Copilot · 2026-04-08T18:38:17Z

apps/gateway/src/chat/chat.ts

 										),
-										...(cachedTokens !== null && {
+										...((cachedTokens !== null ||
+											(cacheCreationTokens !== null &&
+												cacheCreationTokens > 0)) && {
 											prompt_tokens_details: {
-												cached_tokens: cachedTokens,
+												cached_tokens: cachedTokens ?? 0,
+												...(cacheCreationTokens !== null &&
+													cacheCreationTokens > 0 && {
+														cache_creation_tokens: cacheCreationTokens,
+													}),


This adds prompt_tokens_details.cache_creation_tokens to the streamed usage payload. The OpenAPI response schema in this file currently documents prompt_tokens_details as only { cached_tokens }, so the API docs/types will be out of sync with actual responses. Either extend the response schema to allow optional cache_creation_tokens (and propagate to any client types), or avoid emitting this new key in the OpenAI-compatible response.

Copilot · 2026-04-08T18:38:17Z

apps/gateway/src/chat/tools/transform-response-to-openai.ts

 function buildUsageObject(
 	promptTokens: number | null,
 	completionTokens: number | null,
 	totalTokens: number | null,
 	reasoningTokens: number | null,
 	cachedTokens: number | null,
 	costs: CostData | null,
 	showUpgradeMessage = false,
+	cacheCreationTokens: number | null = null,
 ) {
+	const hasCacheRead = cachedTokens !== null;
+	const hasCacheCreation =
+		cacheCreationTokens !== null && cacheCreationTokens > 0;
 	return {
 		prompt_tokens: Math.max(1, promptTokens ?? 1),
 		completion_tokens: completionTokens ?? 0,
 		total_tokens: (() => {
 			const fallbackTotal =
 				(promptTokens ?? 0) + (completionTokens ?? 0) + (reasoningTokens ?? 0);
 			return Math.max(1, totalTokens ?? fallbackTotal);
 		})(),
 		...(reasoningTokens !== null && {
 			reasoning_tokens: reasoningTokens,
 		}),
-		...(cachedTokens !== null && {
+		...((hasCacheRead || hasCacheCreation) && {
 			prompt_tokens_details: {
-				cached_tokens: cachedTokens,
+				cached_tokens: cachedTokens ?? 0,
+				...(hasCacheCreation && {
+					cache_creation_tokens: cacheCreationTokens,
+				}),
 			},
 		}),


buildUsageObject now conditionally emits prompt_tokens_details.cache_creation_tokens, which is new externally-visible response surface area. Please add/extend unit tests in transform-response-to-openai.spec.ts to cover the cases: (1) cache read only, (2) cache creation only, (3) both, and assert the exact shape of usage.prompt_tokens_details so regressions don’t silently change the API payload.

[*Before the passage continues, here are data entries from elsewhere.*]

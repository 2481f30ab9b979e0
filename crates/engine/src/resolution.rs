use std::sync::Arc;

use thiserror::Error;
use tracing::{info, warn};
use uuid::Uuid;

use snapquote_core::domain::industry::{
    normalize_industry_key, IndustryPackDraft, PackMeta, PackProvenance,
};
use snapquote_core::domain::platform::{PlatformConfig, PlatformConfigPatch};
use snapquote_core::domain::tenant::{TenantOverrides, TenantSettings};
use snapquote_core::keypolicy::{KeyPolicyInputs, KeyPolicyStatus};
use snapquote_core::resolve::{merge_layers, EffectiveConfig};
use snapquote_db::repositories::{
    IndustryPackStore, PlatformConfigStore, StoreError, TenantSettingsStore,
};

/// Failures on the admin write surface. Read-side degradation never lands
/// here; resolution always answers.
#[derive(Debug, Error)]
pub enum AdminError {
    #[error("industry key is required")]
    IndustryKeyRequired,
    #[error("industry pack sets nothing; refusing to store an empty pack")]
    IndustryPackEmpty,
    #[error("validation failed: {0}")]
    Validation(String),
    #[error(transparent)]
    Store(#[from] StoreError),
}

/// Layered-resolution front door. Owns no state beyond the store handles
/// and the deploy-time fact of whether a platform credential exists; every
/// resolution is computed fresh from storage.
pub struct ResolutionEngine {
    platform: Arc<dyn PlatformConfigStore>,
    packs: Arc<dyn IndustryPackStore>,
    tenants: Arc<dyn TenantSettingsStore>,
    has_platform_key: bool,
}

impl ResolutionEngine {
    pub fn new(
        platform: Arc<dyn PlatformConfigStore>,
        packs: Arc<dyn IndustryPackStore>,
        tenants: Arc<dyn TenantSettingsStore>,
        has_platform_key: bool,
    ) -> Self {
        Self { platform, packs, tenants, has_platform_key }
    }

    /// Resolves the effective configuration for one tenant request.
    ///
    /// `industry_key` overrides the tenant's stored industry when given.
    /// Unreadable tenant or pack layers degrade to absent with a warning;
    /// this call always produces a usable configuration.
    pub async fn resolve_effective_config(
        &self,
        tenant_id: &str,
        industry_key: Option<&str>,
    ) -> EffectiveConfig {
        let correlation_id = Uuid::new_v4();
        let platform = self.platform.load().await;

        let tenant = match self.tenants.get(tenant_id).await {
            Ok(tenant) => tenant,
            Err(error) => {
                warn!(
                    event_name = "policy.resolve.tenant_unreadable",
                    correlation_id = %correlation_id,
                    tenant_id = %tenant_id,
                    error = %error,
                    "tenant settings unreadable; resolving without the tenant layer"
                );
                None
            }
        };

        let industry_key = industry_key
            .map(normalize_industry_key)
            .filter(|key| !key.is_empty())
            .or_else(|| tenant.as_ref().and_then(|tenant| tenant.industry_key.clone()))
            .map(|key| normalize_industry_key(&key))
            .filter(|key| !key.is_empty());

        let industry = match industry_key.as_deref() {
            Some(key) => match self.packs.get(key).await {
                Ok(pack) => pack,
                Err(error) => {
                    warn!(
                        event_name = "policy.resolve.pack_unreadable",
                        correlation_id = %correlation_id,
                        tenant_id = %tenant_id,
                        industry_key = %key,
                        error = %error,
                        "industry pack unreadable; resolving without the industry layer"
                    );
                    None
                }
            },
            None => None,
        };

        let overrides = tenant.as_ref().and_then(|tenant| tenant.overrides.as_ref());
        let effective =
            merge_layers(&platform, industry_key.as_deref(), industry.as_ref(), overrides);

        info!(
            event_name = "policy.resolve.completed",
            correlation_id = %correlation_id,
            tenant_id = %tenant_id,
            industry_key = industry_key.as_deref().unwrap_or("none"),
            model_source = effective.model_source.as_str(),
            "effective configuration resolved"
        );
        effective
    }

    /// Evaluates credential readiness for a tenant. Never errors: an
    /// unreadable or missing tenant row yields an all-false status whose
    /// `reason` explains the gap.
    pub async fn get_key_policy_status(&self, tenant_id: &str) -> KeyPolicyStatus {
        let status = match self.tenants.get(tenant_id).await {
            Ok(Some(tenant)) => KeyPolicyInputs {
                plan_tier: tenant.plan_tier,
                has_tenant_key: tenant.has_tenant_key(),
                has_platform_key: self.has_platform_key,
                activation_grace_credits: tenant.activation_grace_credits,
                activation_grace_used: tenant.activation_grace_used,
            }
            .evaluate(),
            Ok(None) => {
                KeyPolicyStatus::unavailable(format!("tenant `{tenant_id}` is not registered"))
            }
            Err(error) => {
                warn!(
                    event_name = "policy.keys.tenant_unreadable",
                    tenant_id = %tenant_id,
                    error = %error,
                    "tenant settings unreadable during key policy evaluation"
                );
                KeyPolicyStatus::unavailable("tenant settings are temporarily unreadable")
            }
        };

        info!(
            event_name = "policy.keys.evaluated",
            tenant_id = %tenant_id,
            key_source = status.effective_key_source_now.as_str(),
            would_consume_grace = status.would_consume_grace_on_new_quote,
            "key policy evaluated"
        );
        status
    }

    /// Fetches the tenant row for display surfaces. Admin-only; resolution
    /// paths use the degradable loaders above instead.
    pub async fn get_tenant(&self, tenant_id: &str) -> Result<Option<TenantSettings>, AdminError> {
        Ok(self.tenants.get(tenant_id).await?)
    }

    pub async fn save_platform_config(
        &self,
        patch: PlatformConfigPatch,
    ) -> Result<PlatformConfig, AdminError> {
        let saved = self.platform.save(patch).await?;
        info!(
            event_name = "admin.platform.saved",
            version = saved.version,
            "platform configuration saved"
        );
        Ok(saved)
    }

    /// Validates and stores an industry pack draft. Guardrail payloads are
    /// platform-owned: a draft carrying one has it stripped with a warning
    /// before the pack is persisted.
    pub async fn upsert_industry_pack(
        &self,
        industry_key: &str,
        draft: IndustryPackDraft,
        provenance: PackProvenance,
    ) -> Result<PackMeta, AdminError> {
        let key = normalize_industry_key(industry_key);
        if key.is_empty() {
            return Err(AdminError::IndustryKeyRequired);
        }

        let (pack, stripped_guardrails) = draft.into_pack();
        if stripped_guardrails {
            warn!(
                event_name = "admin.pack.guardrails_stripped",
                industry_key = %key,
                "industry pack draft carried guardrails; they are platform-owned and were dropped"
            );
        }
        if pack.is_empty() {
            return Err(AdminError::IndustryPackEmpty);
        }

        let meta = self.packs.upsert(&key, &pack, provenance).await?;
        info!(
            event_name = "admin.pack.saved",
            industry_key = %key,
            version = meta.version,
            "industry pack stored"
        );
        Ok(meta)
    }

    /// Replaces a tenant's override bundle. Overrides normalize at this
    /// boundary; an all-empty bundle is persisted as no bundle at all, so
    /// saving `{}` and clearing are the same operation.
    pub async fn save_tenant_overrides(
        &self,
        tenant_id: &str,
        overrides: Option<TenantOverrides>,
    ) -> Result<(), AdminError> {
        let normalized =
            overrides.map(TenantOverrides::normalized).filter(|overrides| !overrides.is_empty());

        let updated = self.tenants.save_overrides(tenant_id, normalized.as_ref()).await?;
        if !updated {
            return Err(AdminError::Validation(format!("tenant `{tenant_id}` does not exist")));
        }

        info!(
            event_name = "admin.tenant.overrides_saved",
            tenant_id = %tenant_id,
            cleared = normalized.is_none(),
            "tenant overrides saved"
        );
        Ok(())
    }

    pub async fn list_keys_missing_pack(&self, limit: usize) -> Result<Vec<String>, AdminError> {
        Ok(self.packs.list_keys_missing_pack(limit).await?)
    }
}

Copilot · 2026-04-08T18:38:18Z

apps/gateway/src/chat/tools/transform-streaming-to-openai.ts

+function normalizeAnthropicUsage(usage: any): any {
+	if (!usage || typeof usage !== "object") {
+		return null;
+	}
+	const inputTokens = usage.input_tokens ?? 0;
+	const cacheCreation = usage.cache_creation_input_tokens ?? 0;
+	const cacheRead = usage.cache_read_input_tokens ?? 0;
+	const outputTokens = usage.output_tokens ?? 0;
+	const promptTokens = inputTokens + cacheCreation + cacheRead;
+	const hasCacheInfo = cacheRead > 0 || cacheCreation > 0;
+	return {
+		prompt_tokens: promptTokens,
+		completion_tokens: outputTokens,
+		total_tokens: promptTokens + outputTokens,
+		...(hasCacheInfo && {
+			prompt_tokens_details: {
+				cached_tokens: cacheRead,
+				...(cacheCreation > 0 && { cache_creation_tokens: cacheCreation }),
+			},
+		}),
+	};
+}


normalizeAnthropicUsage changes the shape of usage for Anthropic streaming chunks (now emitting OpenAI-style prompt_tokens* fields and optional prompt_tokens_details.cache_creation_tokens). Please add unit tests in transform-streaming-to-openai.spec.ts covering at least one chunk with cache_read/cache_creation fields to ensure the normalized usage totals and the cache detail fields remain correct.

Copilot · 2026-04-08T18:38:18Z

apps/gateway/src/native-anthropic-cache.e2e.ts

+			// Sanity: input_tokens should be the *non-cached* input tokens, not
+			// the total. The cached portion lives in cache_read_input_tokens.
+			expect(second.json.usage.input_tokens).toBeLessThan(
+				second.json.usage.cache_read_input_tokens,
+			);


This assertion input_tokens < cache_read_input_tokens isn’t guaranteed by Anthropic’s semantics (uncached input can be larger than cached input depending on prompt composition), which can make this test flaky across tokenizers/model changes. Consider removing this inequality check or replacing it with a more robust invariant (e.g., only assert cache_read_input_tokens > 0 and that input_tokens is non-negative / stable across retries).

Suggested change

// Sanity: input_tokens should be the *non-cached* input tokens, not

// the total. The cached portion lives in cache_read_input_tokens.

expect(second.json.usage.input_tokens).toBeLessThan(

second.json.usage.cache_read_input_tokens,

);

// Sanity: input_tokens should reflect the non-cached portion only, so

// just verify it is a valid non-negative count without assuming any

// ordering relationship to cache_read_input_tokens.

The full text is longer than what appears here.